There’s the obvious stuff, like suddenly having this partially cooked micro baby. For the first few weeks you’re simply trying to make sure she gets the food and oxygen and warmth.
But it’s the element of surprise that really throws you into a spin.
Mentally, we were completely unprepared. We went out on a Friday afternoon, leaving our almost-two-year-old toddler with her grandmother, looking forward to having fun at a wedding which would double as our last date night for a while.
Instead, we got a few drinks, some seared scallops and a new family member, and were to spend the next few weeks ferrying back and forth to the hospital.
Logistically, too, we were nowhere near ready. The baby’s room still looked like a storage room, the packed-away cot and bassinet needed some major Allen-keying and the car seat had to be installed.
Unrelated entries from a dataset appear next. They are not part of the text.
//! Per-peer "protocol not supported" marks.
//!
//! When a peer rejects a protocol's ALPN, the peer is marked and the
//! protocol skips it until the peer's next connect event clears the mark.

use std::collections::HashSet;
use std::sync::RwLock;

use p2pos_types::PeerId;

/// Concurrent set of peers that rejected one protocol.
#[derive(Debug, Default)]
pub struct UnsupportedMarks {
    peers: RwLock<HashSet<PeerId>>,
}

impl UnsupportedMarks {
    /// Empty mark set.
    pub fn new() -> Self {
        Self::default()
    }

    /// Mark `peer` as unsupported.
    pub fn mark(&self, peer: PeerId) {
        self.peers.write().expect("marks lock").insert(peer);
    }

    /// Clear the mark for `peer` (on its connect event).
    pub fn clear(&self, peer: &PeerId) {
        self.peers.write().expect("marks lock").remove(peer);
    }

    /// Whether `peer` is currently marked.
    pub fn contains(&self, peer: &PeerId) -> bool {
        self.peers.read().expect("marks lock").contains(peer)
    }
}

#[cfg(test)]
mod tests {
    use super::*;

    #[test]
    fn test_mark_clear_cycle() {
        let marks = UnsupportedMarks::new();
        let peer = PeerId::from([1; 32]);

        assert!(!marks.contains(&peer));
        marks.mark(peer);
        assert!(marks.contains(&peer));
        marks.clear(&peer);
        assert!(!marks.contains(&peer));
        // Clearing twice is fine.
        marks.clear(&peer);
    }
}
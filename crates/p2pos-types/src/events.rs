//! Type-safe event bus for intra-node pub/sub.
//!
//! Transport connectivity, heartbeats, membership changes and shutdown all
//! travel as typed events: the transport layer emits them, and the presence
//! adapter, the runtime state machine and the daemon subscribe without
//! coupling to each other.
//!
//! Each event type is a distinct struct implementing the [`Event`] marker
//! trait. Internally the bus keeps a `HashMap<TypeId, Box<dyn Any>>` where
//! each value is a `tokio::sync::broadcast::Sender<E>`; channels are created
//! lazily on the first `subscribe()` for a given type.

use std::any::{Any, TypeId};
use std::collections::HashMap;
use std::sync::{Arc, Mutex};

use chrono::{DateTime, Utc};
use tokio::sync::broadcast;
use tracing::warn;

use crate::{PeerId, PeerRow};

// ---------------------------------------------------------------------------
// Event trait
// ---------------------------------------------------------------------------

/// Marker trait for all events that can travel through the [`EventBus`].
///
/// Subscribers receive only events of the type they subscribed to.
pub trait Event: Any + Send + Sync + Clone + std::fmt::Debug + 'static {}

// ---------------------------------------------------------------------------
// Event types
// ---------------------------------------------------------------------------

/// A connection to a peer was established (inbound or outbound).
#[derive(Clone, Debug)]
pub struct PeerConnected {
    /// The remote peer.
    pub peer_id: PeerId,
    /// Remote address, if the transport knows one. Empty otherwise.
    pub remote_addr: String,
    /// When the connection was observed (UTC).
    pub at: DateTime<Utc>,
}
impl Event for PeerConnected {}

/// The last connection to a peer was closed.
#[derive(Clone, Debug)]
pub struct PeerDisconnected {
    /// The remote peer.
    pub peer_id: PeerId,
    /// When the disconnect was observed (UTC).
    pub at: DateTime<Utc>,
}
impl Event for PeerDisconnected {}

/// A valid heartbeat arrived from a member peer.
#[derive(Clone, Debug)]
pub struct PeerHeartbeat {
    /// The sender.
    pub peer_id: PeerId,
    /// Remote address of the heartbeat stream. Empty when unknown.
    pub remote_addr: String,
    /// When the heartbeat was accepted (UTC).
    pub at: DateTime<Utc>,
}
impl Event for PeerHeartbeat {}

/// A peer's state as reported by a remote observer (status responses,
/// peer exchange). Merged last-writer-wins by the presence adapter.
#[derive(Clone, Debug)]
pub struct PeerStateObserved {
    /// The observed row.
    pub row: PeerRow,
    /// When the remote observation was made (UTC).
    pub observed_at: DateTime<Utc>,
}
impl Event for PeerStateObserved {}

/// A membership snapshot was applied and advanced the stored `issued_at`.
#[derive(Clone, Debug)]
pub struct MembershipApplied {
    /// Cluster the snapshot belongs to.
    pub cluster_id: String,
    /// Issue timestamp of the applied snapshot.
    pub issued_at: DateTime<Utc>,
    /// The new authoritative member set, normalized.
    pub members: Vec<PeerId>,
}
impl Event for MembershipApplied {}

/// Process shutdown was requested. Published exactly once.
#[derive(Clone, Debug)]
pub struct ShutdownRequested {
    /// Human-readable origin, e.g. `signal:SIGTERM`.
    pub reason: String,
}
impl Event for ShutdownRequested {}

// ---------------------------------------------------------------------------
// EventBus
// ---------------------------------------------------------------------------

/// Default broadcast channel capacity.
const DEFAULT_CHANNEL_CAPACITY: usize = 256;

struct EventBusInner {
    channels: HashMap<TypeId, Box<dyn Any + Send + Sync>>,
}

/// A type-safe event bus for intra-node communication.
///
/// Clonable (`Arc` inside), thread-safe, non-blocking emits. Each event
/// type gets its own independent broadcast channel, so subscribers of
/// [`PeerDisconnected`] never receive [`PeerHeartbeat`] events.
#[derive(Clone)]
pub struct EventBus {
    inner: Arc<Mutex<EventBusInner>>,
}

impl EventBus {
    /// Create a new empty event bus.
    pub fn new() -> Self {
        Self {
            inner: Arc::new(Mutex::new(EventBusInner {
                channels: HashMap::new(),
            })),
        }
    }

    /// Emit an event to all current subscribers of type `E`.
    ///
    /// Non-blocking: if nobody has subscribed to `E` yet, the event is
    /// dropped silently.
    pub fn emit<E: Event>(&self, event: E) {
        let type_id = TypeId::of::<E>();
        let inner = self.inner.lock().expect("event bus lock poisoned");

        if let Some(boxed) = inner.channels.get(&type_id) {
            let sender = boxed
                .downcast_ref::<broadcast::Sender<E>>()
                .expect("type mismatch in event bus");
            // Err means no active receivers; drop the event.
            let _ = sender.send(event);
        }
    }

    /// Subscribe to events of type `E`.
    ///
    /// The channel is created lazily if it doesn't exist yet.
    pub fn subscribe<E: Event>(&self) -> EventReceiver<E> {
        let type_id = TypeId::of::<E>();
        let mut inner = self.inner.lock().expect("event bus lock poisoned");

        let sender = inner
            .channels
            .entry(type_id)
            .or_insert_with(|| {
                let (tx, _) = broadcast::channel::<E>(DEFAULT_CHANNEL_CAPACITY);
                Box::new(tx)
            })
            .downcast_ref::<broadcast::Sender<E>>()
            .expect("type mismatch in event bus");

        EventReceiver {
            rx: sender.subscribe(),
        }
    }
}

impl Default for EventBus {
    fn default() -> Self {
        Self::new()
    }
}

impl std::fmt::Debug for EventBus {
    fn fmt(&self, f: &mut std::fmt::Formatter<'_>) -> std::fmt::Result {
        let inner = self.inner.lock().expect("event bus lock poisoned");
        f.debug_struct("EventBus")
            .field("channel_count", &inner.channels.len())
            .finish()
    }
}

// ---------------------------------------------------------------------------
// EventReceiver
// ---------------------------------------------------------------------------

/// Typed receiver for a specific event type.
pub struct EventReceiver<E: Event> {
    rx: broadcast::Receiver<E>,
}

impl<E: Event> EventReceiver<E> {
    /// Wait for the next event.
    ///
    /// Returns `None` once the bus has been dropped. Skips over lagged
    /// events with a warning.
    pub async fn recv(&mut self) -> Option<E> {
        loop {
            match self.rx.recv().await {
                Ok(event) => return Some(event),
                Err(broadcast::error::RecvError::Lagged(n)) => {
                    warn!(
                        skipped = n,
                        event_type = std::any::type_name::<E>(),
                        "event receiver lagged"
                    );
                }
                Err(broadcast::error::RecvError::Closed) => return None,
            }
        }
    }
}

// ---------------------------------------------------------------------------
// Tests
// ---------------------------------------------------------------------------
All of this had to be rectified somewhere in between trips to the hospital.
The icing on the cake was our toddler picking up some mild form of Ebola so she couldn’t be left at day care or brought into the special care unit. So essentially mum and I had to take turns going to the special care ward, passing each other like ships in the night.
When the Going gets Tough…
Enough whinging, though — this whole period revealed how resilient everyone could be, and that made it special. No matter what pregnancy and childbirth have in store, people tend to find a way through it.
We all faced our own trials. Mine was trying to care for the three of them while each needed her own kind of help.
My wife needed me to lean in and keep the household functioning as she went through the emotional and physical strains of giving birth to a premmie.
Frustratingly, all I could do for the little one was to spend time with her when I could and let her know the world was more than just fluorescent lights and abrasive hospital noises.
Our toddler was the one I could help the most, and who probably needed it most. Her whole world had been flipped upside down and she couldn’t really understand why mum had to spend all her time in hospital with a new little baby.
Let’s just say she got more babycinos and trips to the park in those few weeks than in her previous 20 months on earth.
Through all the distress and exhaustion, I knew they were doing it even tougher, yet were somehow powering through it – with only the occasional (cathartic) meltdown.
What I Learned from Going 10 Rounds
It’s through hard times that families are really forged, and every family gets its share. Coming out the other side, you’re all slightly in awe of each other.
As life slowly gets easier the awe fades and you slip back into what we call the routine of family life; tiredness, bodily expulsions, laughter, irritation, boredom and love.
The next time hardship rolls around though, I now know the three girls in my family, in spite of their cute and cuddly outward appearances, have surprising stores of toughness and resolve.
I know we won’t have to deal with the challenge of a premature birth again, at least. After all the drama, my wife is now certain she won’t be going back for round three.